Paseando por el Parque de Huesca, me he encontrado con Abilio Sánchez
Pacheco, hijo de una hermosa peruana, que tuvo sus hijos con el andaluz Modesto
Sánchez. Nació él y sus hermanos en un hermoso Valle del Perú, llamado San
Jerónimo de Tunán, cuyos habitantes eran llamados así, en la lengua indígena
del pueblo peruano. Bromeando los llamaban a Abilio y su compañía, los
“Tunantes”, pero no sólo de esta forma, sino que también les decían los
“Patasafas”, que en la lengua antigua de los indios peruanos, era una forma de
despreciar sus pies descalzos, pero
otros los admiraban por verlos caminar entre las piedras y subir a los árboles,
que producían nueces y que, a veces tenían que pisar yerbas, que pinchaban en
sus pies. Caminaban entre los aguacates o “paltas” y recogían frutos dulces, que comían con avidez. Ellos, al saborear esos
frutos, portadores de drogas, subían con sus cerebros a las alturas de los Andes, como los dioses
que por esos montes, dicen que caminaban.

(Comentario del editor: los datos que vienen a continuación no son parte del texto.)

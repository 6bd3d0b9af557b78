//! FetchXML rendering of query descriptors.

use crate::model::Value;

use super::descriptor::ColumnSet;
use super::descriptor::LinkDescriptor;
use super::descriptor::QueryDescriptor;
use super::filter::ConditionExpression;
use super::filter::FilterExpression;
use super::order::Direction;
use super::order::OrderExpression;

/// Escapes a string for use in XML attribute values.
pub(crate) fn escape_xml(s: &str) -> String {
    s.replace('&', "&amp;")
        .replace('<', "&lt;")
        .replace('>', "&gt;")
        .replace('"', "&quot;")
        .replace('\'', "&apos;")
}

pub(crate) fn query_to_fetchxml(query: &QueryDescriptor) -> String {
    let mut fetch_attrs = vec![
        r#"version="1.0""#.to_string(),
        r#"output-format="xml-platform""#.to_string(),
        r#"mapping="logical""#.to_string(),
        format!(r#"distinct="{}""#, query.distinct),
        format!(r#"no-lock="{}""#, query.no_lock),
    ];

    if let Some(top) = query.top_count {
        fetch_attrs.push(format!(r#"top="{}""#, top));
    }

    let paging = &query.page_info;
    if let Some(count) = paging.count {
        fetch_attrs.push(format!(r#"count="{}""#, count));
    }
    // Page 1 without a cookie is the platform default.
    if paging.page_number > 1 || paging.paging_cookie.is_some() {
        fetch_attrs.push(format!(r#"page="{}""#, paging.page_number));
    }
    if let Some(ref cookie) = paging.paging_cookie {
        fetch_attrs.push(format!(r#"paging-cookie="{}""#, escape_xml(cookie)));
    }
    if paging.return_total_record_count {
        fetch_attrs.push(r#"returntotalrecordcount="true""#.to_string());
    }

    let mut content = columns_to_fetchxml(&query.columns);
    content.push_str(&orders_to_fetchxml(&query.orders));
    content.push_str(&filter_to_fetchxml(&query.criteria));
    for link in &query.links {
        content.push_str(&link_to_fetchxml(link));
    }

    format!(
        r#"<fetch {}><entity name="{}">{}</entity></fetch>"#,
        fetch_attrs.join(" "),
        escape_xml(&query.entity_name),
        content
    )
}

/// Converts a link to a `<link-entity>` element.
///
/// FetchXML names the linked entity's attribute `from` and the parent's `to`,
/// the reverse of the descriptor's naming.
pub(crate) fn link_to_fetchxml(link: &LinkDescriptor) -> String {
    let alias_attr = link
        .alias
        .as_ref()
        .map(|a| format!(r#" alias="{}""#, escape_xml(a)))
        .unwrap_or_default();

    let mut content = columns_to_fetchxml(&link.columns);
    content.push_str(&orders_to_fetchxml(&link.orders));
    content.push_str(&filter_to_fetchxml(&link.criteria));
    for nested in &link.nested_links {
        content.push_str(&link_to_fetchxml(nested));
    }

    format!(
        r#"<link-entity name="{}" from="{}" to="{}" link-type="{}"{}>{}</link-entity>"#,
        escape_xml(&link.to_entity),
        escape_xml(&link.to_attribute),
        escape_xml(&link.from_attribute),
        link.join_kind.as_fetchxml(),
        alias_attr,
        content
    )
}

/// Generates `<attribute>` elements, or `<all-attributes/>`.
pub(crate) fn columns_to_fetchxml(columns: &ColumnSet) -> String {
    if columns.all_columns {
        return "<all-attributes/>".to_string();
    }
    columns
        .columns()
        .iter()
        .map(|c| format!(r#"<attribute name="{}"/>"#, escape_xml(c)))
        .collect::<Vec<_>>()
        .join("")
}

/// Converts a filter group; empty groups render as nothing.
pub(crate) fn filter_to_fetchxml(filter: &FilterExpression) -> String {
    if filter.is_empty() {
        return String::new();
    }

    let mut content: String = filter.conditions.iter().map(condition_to_fetchxml).collect();
    for nested in &filter.filters {
        content.push_str(&filter_to_fetchxml(nested));
    }

    format!(
        r#"<filter type="{}">{}</filter>"#,
        filter.operator.as_fetchxml(),
        content
    )
}

pub(crate) fn condition_to_fetchxml(condition: &ConditionExpression) -> String {
    let entity_attr = condition
        .entity_name
        .as_ref()
        .map(|e| format!(r#" entityname="{}""#, escape_xml(e)))
        .unwrap_or_default();
    let head = format!(
        r#"<condition{} attribute="{}" operator="{}""#,
        entity_attr,
        escape_xml(&condition.attribute),
        condition.operator.as_fetchxml()
    );

    match condition.values.as_slice() {
        [] => format!("{}/>", head),
        [Value::Null] if !condition.operator.is_multi_valued() => format!("{}/>", head),
        [single] if !condition.operator.is_multi_valued() => format!(
            r#"{} value="{}"/>"#,
            head,
            escape_xml(&single.to_query_literal())
        ),
        values => {
            let children: String = values
                .iter()
                .map(|v| format!("<value>{}</value>", escape_xml(&v.to_query_literal())))
                .collect();
            format!("{}>{}</condition>", head, children)
        }
    }
}

/// Converts orders to `<order>` elements.
pub(crate) fn orders_to_fetchxml(orders: &[OrderExpression]) -> String {
    orders
        .iter()
        .map(|order| {
            let descending = match order.direction {
                Direction::Asc => "false",
                Direction::Desc => "true",
            };
            match order.alias {
                Some(ref alias) => format!(
                    r#"<order alias="{}" descending="{}"/>"#,
                    escape_xml(alias),
                    descending
                ),
                None => format!(
                    r#"<order attribute="{}" descending="{}"/>"#,
                    escape_xml(&order.attribute),
                    descending
                ),
            }
        })
        .collect::<Vec<_>>()
        .join("")
}

#[cfg(test)]
mod tests {
    use super::*;
    use crate::query::ConditionOperator;
    use crate::query::JoinKind;
    use crate::query::LogicalOperator;

    #[test]
    fn test_escape_xml() {
        assert_eq!(escape_xml("O'Brien & Co"), "O&apos;Brien &amp; Co");
        assert_eq!(escape_xml("<test>"), "&lt;test&gt;");
    }

    #[test]
    fn test_minimal_query() {
        let query = QueryDescriptor::new("account");
        assert_eq!(
            query_to_fetchxml(&query),
            r#"<fetch version="1.0" output-format="xml-platform" mapping="logical" distinct="false" no-lock="true"><entity name="account"></entity></fetch>"#
        );
    }

    #[test]
    fn test_paging_attributes() {
        let mut query = QueryDescriptor::new("account");
        query.page_info.page_number = 3;
        query.page_info.paging_cookie = Some(r#"<cookie page="2"/>"#.to_string());
        query.page_info.count = Some(50);
        query.page_info.return_total_record_count = true;

        let xml = query_to_fetchxml(&query);
        assert!(xml.contains(r#"count="50""#));
        assert!(xml.contains(r#"page="3""#));
        assert!(xml.contains(r#"paging-cookie="&lt;cookie page=&quot;2&quot;/&gt;""#));
        assert!(xml.contains(r#"returntotalrecordcount="true""#));
    }

    #[test]
    fn test_link_swaps_from_and_to() {
        let link = LinkDescriptor {
            from_entity: "account".to_string(),
            from_attribute: "primarycontactid".to_string(),
            to_entity: "contact".to_string(),
            to_attribute: "contactid".to_string(),
            join_kind: JoinKind::LeftOuter,
            alias: Some("pc".to_string()),
            ..LinkDescriptor::default()
        };
        assert_eq!(
            link_to_fetchxml(&link),
            r#"<link-entity name="contact" from="contactid" to="primarycontactid" link-type="outer" alias="pc"></link-entity>"#
        );
    }

    #[test]
    fn test_conditions() {
        assert_eq!(
            condition_to_fetchxml(&ConditionExpression::new(
                "name",
                ConditionOperator::Equal,
                ["Contoso"]
            )),
            r#"<condition attribute="name" operator="eq" value="Contoso"/>"#
        );
        assert_eq!(
            condition_to_fetchxml(&ConditionExpression::new(
                "parentaccountid",
                ConditionOperator::Null,
                Vec::<Value>::new()
            )),
            r#"<condition attribute="parentaccountid" operator="null"/>"#
        );
        assert_eq!(
            condition_to_fetchxml(
                &ConditionExpression::new("statecode", ConditionOperator::In, [0, 1])
                    .with_entity("pc")
            ),
            r#"<condition entityname="pc" attribute="statecode" operator="in"><value>0</value><value>1</value></condition>"#
        );
    }

    #[test]
    fn test_null_operand_renders_without_value() {
        assert_eq!(
            condition_to_fetchxml(&ConditionExpression::new(
                "parentaccountid",
                ConditionOperator::Equal,
                [Value::Null]
            )),
            r#"<condition attribute="parentaccountid" operator="eq"/>"#
        );
    }

    #[test]
    fn test_filter_skips_empty_groups() {
        let mut filter = FilterExpression::new(LogicalOperator::Or);
        assert_eq!(filter_to_fetchxml(&filter), "");

        filter.filters.push(FilterExpression::default());
        filter
            .conditions
            .push(ConditionExpression::new("revenue", ConditionOperator::GreaterThan, [1000]));
        assert_eq!(
            filter_to_fetchxml(&filter),
            r#"<filter type="or"><condition attribute="revenue" operator="gt" value="1000"/></filter>"#
        );
    }

    #[test]
    fn test_orders() {
        let orders = vec![
            OrderExpression::desc("revenue"),
            OrderExpression::asc("name").with_alias("n"),
        ];
        assert_eq!(
            orders_to_fetchxml(&orders),
            r#"<order attribute="revenue" descending="true"/><order alias="n" descending="false"/>"#
        );
    }
}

Abilio, era un indio español o sea
un “Quechúa”, que se cuidaba de su salud, aunque en el Perú, su País,
escaseaban los médicos y los
medicamentos modernos. Ellos, los indios, cuidaban de su salud con medicinas
artificiales por los bosques, que recogían dentro de la Naturaleza, las hierbas naturales que les habían enseñado
sus abuelos.
Se acuerda Abilio mucho de la
“Ayahuasca”, que era una yerba, que cogían igual que en España los niños recogen las moras. Pero las “Ayahuascas” o moras americanas eran más
eficaces para repartir la salud en los cuerpos de aquellos bravos indios. Había
algunos que estaban cerca de la muerte, igual que desahuciados. Algún curandero
hervía esta planta y al tomarla, los
enfermos parecían despertar del camino de la muerte y volvían a sonreír y a amar a sus paisanos.
Abilio no enfermó en el Perú,
pero a veces el alcohol, le hacía coger alguna borrachera y aunque era feliz porque sentía, mirando a, los Andes, a los dioses
andinos, volvía a darse cuenta de la miseria de la vida. Abilio tomaba una
medicina indígena, que le volvía a poder trabajar. A esa medicina la llamaban “la uña del gato”.
Y Abilio, que quería gozar del progreso de la
Humanidad, se marchó a Huesca . Aquí sufrió con orgullo, los insultos de una
sociedad capitalista, que despreciaba al que quería vivir de su trabajo. Abilio
logró no sólo vivir, sino que repartió la vida entre su familia.
Después de conocerlo, hace ya
unos años, lo he encontrado en Huesca y nos hemos sentado en un bar, a tomar un
café, acompañados por un joven de Sabiñánigo, que conoce a Abilio, en sus
faenas de trabajo.Estuvimos un tiempo conversando y Abilio no dejó de sonreir.